"""

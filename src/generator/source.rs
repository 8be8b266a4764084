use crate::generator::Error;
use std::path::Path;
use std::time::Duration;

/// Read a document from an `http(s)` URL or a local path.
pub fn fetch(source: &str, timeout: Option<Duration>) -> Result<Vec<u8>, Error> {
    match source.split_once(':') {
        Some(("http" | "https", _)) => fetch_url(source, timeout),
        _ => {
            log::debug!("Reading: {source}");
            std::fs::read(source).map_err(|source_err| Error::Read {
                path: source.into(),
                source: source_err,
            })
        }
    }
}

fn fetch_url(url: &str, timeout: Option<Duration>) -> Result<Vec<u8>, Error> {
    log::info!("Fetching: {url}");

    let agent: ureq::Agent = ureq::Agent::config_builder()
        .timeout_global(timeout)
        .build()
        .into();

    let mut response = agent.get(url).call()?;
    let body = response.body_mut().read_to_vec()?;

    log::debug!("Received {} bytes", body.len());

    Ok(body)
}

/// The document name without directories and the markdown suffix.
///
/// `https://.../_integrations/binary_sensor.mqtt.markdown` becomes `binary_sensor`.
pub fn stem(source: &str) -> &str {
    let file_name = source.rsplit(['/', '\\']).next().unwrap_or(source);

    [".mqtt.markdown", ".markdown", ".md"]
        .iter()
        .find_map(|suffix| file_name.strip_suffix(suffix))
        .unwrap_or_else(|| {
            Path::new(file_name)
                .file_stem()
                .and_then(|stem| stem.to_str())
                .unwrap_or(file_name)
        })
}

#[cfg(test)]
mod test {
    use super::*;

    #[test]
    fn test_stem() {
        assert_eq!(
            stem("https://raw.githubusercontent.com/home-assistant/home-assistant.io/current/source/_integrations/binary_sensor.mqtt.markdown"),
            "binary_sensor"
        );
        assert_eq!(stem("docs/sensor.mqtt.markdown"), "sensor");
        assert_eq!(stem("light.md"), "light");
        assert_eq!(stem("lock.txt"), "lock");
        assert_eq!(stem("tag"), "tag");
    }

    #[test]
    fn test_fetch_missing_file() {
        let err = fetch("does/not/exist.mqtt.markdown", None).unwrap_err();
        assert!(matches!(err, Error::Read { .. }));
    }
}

"""
"""

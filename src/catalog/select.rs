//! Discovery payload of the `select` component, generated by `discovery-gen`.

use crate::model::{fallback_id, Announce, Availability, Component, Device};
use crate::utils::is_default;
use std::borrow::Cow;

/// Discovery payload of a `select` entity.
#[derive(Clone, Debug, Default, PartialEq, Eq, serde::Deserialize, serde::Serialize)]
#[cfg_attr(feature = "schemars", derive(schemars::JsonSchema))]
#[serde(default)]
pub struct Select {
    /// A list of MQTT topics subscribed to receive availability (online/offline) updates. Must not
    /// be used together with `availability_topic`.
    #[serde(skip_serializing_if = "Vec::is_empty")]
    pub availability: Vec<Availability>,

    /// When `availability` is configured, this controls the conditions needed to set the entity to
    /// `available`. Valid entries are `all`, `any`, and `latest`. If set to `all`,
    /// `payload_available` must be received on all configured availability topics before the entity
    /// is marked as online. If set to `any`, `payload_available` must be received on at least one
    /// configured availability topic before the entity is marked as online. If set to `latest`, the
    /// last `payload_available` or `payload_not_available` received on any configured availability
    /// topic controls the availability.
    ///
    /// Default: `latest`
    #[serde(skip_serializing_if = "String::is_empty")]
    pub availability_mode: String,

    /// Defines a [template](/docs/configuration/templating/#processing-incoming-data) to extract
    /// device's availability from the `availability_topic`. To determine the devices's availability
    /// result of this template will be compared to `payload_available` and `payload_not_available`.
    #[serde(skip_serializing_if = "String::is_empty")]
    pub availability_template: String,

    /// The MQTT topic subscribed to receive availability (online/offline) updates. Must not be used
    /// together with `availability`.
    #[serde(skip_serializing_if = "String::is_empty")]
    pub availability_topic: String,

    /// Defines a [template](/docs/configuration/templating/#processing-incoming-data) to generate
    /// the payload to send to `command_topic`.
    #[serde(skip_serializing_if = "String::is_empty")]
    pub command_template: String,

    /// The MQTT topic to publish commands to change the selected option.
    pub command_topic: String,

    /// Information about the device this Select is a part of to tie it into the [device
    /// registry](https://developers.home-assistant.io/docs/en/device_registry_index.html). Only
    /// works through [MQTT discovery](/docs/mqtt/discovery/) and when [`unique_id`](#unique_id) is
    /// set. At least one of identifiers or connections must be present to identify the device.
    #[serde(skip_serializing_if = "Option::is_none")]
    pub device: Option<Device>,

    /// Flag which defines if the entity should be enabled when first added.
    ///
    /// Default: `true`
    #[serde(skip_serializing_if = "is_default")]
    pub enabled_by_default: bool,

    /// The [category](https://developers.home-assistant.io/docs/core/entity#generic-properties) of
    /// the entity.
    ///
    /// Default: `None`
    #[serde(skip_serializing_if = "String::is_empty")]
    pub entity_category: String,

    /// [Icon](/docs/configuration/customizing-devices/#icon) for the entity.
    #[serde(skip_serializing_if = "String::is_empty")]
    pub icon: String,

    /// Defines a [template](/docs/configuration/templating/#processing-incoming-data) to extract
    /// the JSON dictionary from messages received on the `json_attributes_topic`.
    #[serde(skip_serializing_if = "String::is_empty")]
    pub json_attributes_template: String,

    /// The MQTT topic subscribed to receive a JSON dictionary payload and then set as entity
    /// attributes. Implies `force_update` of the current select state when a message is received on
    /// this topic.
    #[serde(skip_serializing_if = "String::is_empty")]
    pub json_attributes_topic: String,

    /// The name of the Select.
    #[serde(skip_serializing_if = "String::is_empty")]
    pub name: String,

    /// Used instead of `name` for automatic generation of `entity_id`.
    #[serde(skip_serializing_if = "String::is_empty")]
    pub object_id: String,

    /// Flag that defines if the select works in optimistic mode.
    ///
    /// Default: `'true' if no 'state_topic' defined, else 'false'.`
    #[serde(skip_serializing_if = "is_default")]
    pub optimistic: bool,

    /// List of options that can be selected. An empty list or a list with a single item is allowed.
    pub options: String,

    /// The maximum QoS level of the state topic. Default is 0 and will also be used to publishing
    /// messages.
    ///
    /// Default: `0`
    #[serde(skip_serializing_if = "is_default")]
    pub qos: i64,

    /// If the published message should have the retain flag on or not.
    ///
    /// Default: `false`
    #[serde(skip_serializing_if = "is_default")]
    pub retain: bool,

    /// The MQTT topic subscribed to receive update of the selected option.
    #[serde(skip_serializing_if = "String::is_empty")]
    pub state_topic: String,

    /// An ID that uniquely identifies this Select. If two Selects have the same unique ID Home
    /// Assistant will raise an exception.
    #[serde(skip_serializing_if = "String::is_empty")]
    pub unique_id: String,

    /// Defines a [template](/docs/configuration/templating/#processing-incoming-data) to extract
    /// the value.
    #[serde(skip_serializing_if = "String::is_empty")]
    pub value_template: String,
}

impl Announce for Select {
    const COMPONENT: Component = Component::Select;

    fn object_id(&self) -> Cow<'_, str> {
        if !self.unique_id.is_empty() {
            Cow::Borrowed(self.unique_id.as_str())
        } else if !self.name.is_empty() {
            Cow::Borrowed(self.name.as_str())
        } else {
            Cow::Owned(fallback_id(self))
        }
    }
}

"""
"""

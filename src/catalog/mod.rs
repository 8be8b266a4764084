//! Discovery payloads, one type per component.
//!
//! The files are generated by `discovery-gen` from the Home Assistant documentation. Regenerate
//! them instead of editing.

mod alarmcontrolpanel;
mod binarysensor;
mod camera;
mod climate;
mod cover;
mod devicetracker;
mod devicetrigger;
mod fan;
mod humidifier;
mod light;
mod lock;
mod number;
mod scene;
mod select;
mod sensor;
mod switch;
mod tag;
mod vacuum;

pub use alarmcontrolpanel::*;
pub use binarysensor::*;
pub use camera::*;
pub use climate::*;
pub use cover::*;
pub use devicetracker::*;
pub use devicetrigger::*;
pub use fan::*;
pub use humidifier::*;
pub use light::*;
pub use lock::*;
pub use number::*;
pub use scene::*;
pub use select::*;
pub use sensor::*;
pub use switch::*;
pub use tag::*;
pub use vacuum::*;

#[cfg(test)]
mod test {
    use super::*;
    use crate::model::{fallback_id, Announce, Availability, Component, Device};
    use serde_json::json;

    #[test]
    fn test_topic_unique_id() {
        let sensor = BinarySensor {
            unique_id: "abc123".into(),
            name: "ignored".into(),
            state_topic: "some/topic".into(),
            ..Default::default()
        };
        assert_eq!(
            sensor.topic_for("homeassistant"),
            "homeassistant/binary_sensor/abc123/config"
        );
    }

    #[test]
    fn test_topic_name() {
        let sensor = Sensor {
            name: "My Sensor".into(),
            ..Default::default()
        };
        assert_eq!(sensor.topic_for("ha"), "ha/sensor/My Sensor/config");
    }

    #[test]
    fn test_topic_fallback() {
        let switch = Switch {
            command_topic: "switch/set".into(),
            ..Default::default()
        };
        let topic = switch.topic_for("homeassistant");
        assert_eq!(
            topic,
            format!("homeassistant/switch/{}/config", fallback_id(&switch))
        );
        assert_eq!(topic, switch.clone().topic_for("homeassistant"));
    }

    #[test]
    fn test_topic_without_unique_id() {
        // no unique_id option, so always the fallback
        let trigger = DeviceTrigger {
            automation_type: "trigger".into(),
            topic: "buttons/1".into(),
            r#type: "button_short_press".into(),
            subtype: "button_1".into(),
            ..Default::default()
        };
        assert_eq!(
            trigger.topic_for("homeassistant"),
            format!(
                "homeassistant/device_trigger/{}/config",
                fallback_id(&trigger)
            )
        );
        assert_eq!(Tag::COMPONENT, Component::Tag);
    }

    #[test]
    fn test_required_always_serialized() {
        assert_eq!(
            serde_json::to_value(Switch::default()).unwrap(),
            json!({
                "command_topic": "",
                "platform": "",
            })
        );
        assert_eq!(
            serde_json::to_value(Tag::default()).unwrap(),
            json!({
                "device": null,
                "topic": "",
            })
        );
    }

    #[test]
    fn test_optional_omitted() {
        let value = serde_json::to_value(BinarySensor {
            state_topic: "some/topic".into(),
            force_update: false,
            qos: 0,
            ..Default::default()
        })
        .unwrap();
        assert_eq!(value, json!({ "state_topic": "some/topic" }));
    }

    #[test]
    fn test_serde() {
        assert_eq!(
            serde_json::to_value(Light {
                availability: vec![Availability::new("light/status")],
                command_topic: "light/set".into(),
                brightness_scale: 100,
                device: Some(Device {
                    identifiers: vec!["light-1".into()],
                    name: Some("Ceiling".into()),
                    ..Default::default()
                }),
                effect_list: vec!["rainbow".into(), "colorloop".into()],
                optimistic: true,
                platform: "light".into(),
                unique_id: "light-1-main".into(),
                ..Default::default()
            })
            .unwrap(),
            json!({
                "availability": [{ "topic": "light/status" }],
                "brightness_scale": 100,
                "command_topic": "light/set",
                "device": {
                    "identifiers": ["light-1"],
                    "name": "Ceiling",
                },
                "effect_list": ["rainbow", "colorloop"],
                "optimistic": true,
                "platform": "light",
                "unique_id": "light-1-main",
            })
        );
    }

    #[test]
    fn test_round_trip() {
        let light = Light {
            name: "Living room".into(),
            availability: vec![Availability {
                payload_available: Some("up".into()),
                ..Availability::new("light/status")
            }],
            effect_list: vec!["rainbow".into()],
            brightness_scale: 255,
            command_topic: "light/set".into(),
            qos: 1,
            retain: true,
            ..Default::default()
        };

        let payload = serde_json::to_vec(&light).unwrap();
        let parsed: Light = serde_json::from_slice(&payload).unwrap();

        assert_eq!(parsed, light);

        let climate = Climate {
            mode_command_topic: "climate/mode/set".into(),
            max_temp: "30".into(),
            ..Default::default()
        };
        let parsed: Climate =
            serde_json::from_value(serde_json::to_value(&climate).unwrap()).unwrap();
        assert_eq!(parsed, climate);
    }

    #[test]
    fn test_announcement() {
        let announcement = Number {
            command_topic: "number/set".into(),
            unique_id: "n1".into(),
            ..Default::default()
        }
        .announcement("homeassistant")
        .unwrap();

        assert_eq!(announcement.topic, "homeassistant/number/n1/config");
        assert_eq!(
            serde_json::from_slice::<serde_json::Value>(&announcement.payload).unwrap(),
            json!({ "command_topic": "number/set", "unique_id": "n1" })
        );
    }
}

"""

ACTION ITEM:
Find each line in the records that contains the string "self", then say how many there are and nothing else.

COMPLETED EXERCISE:
6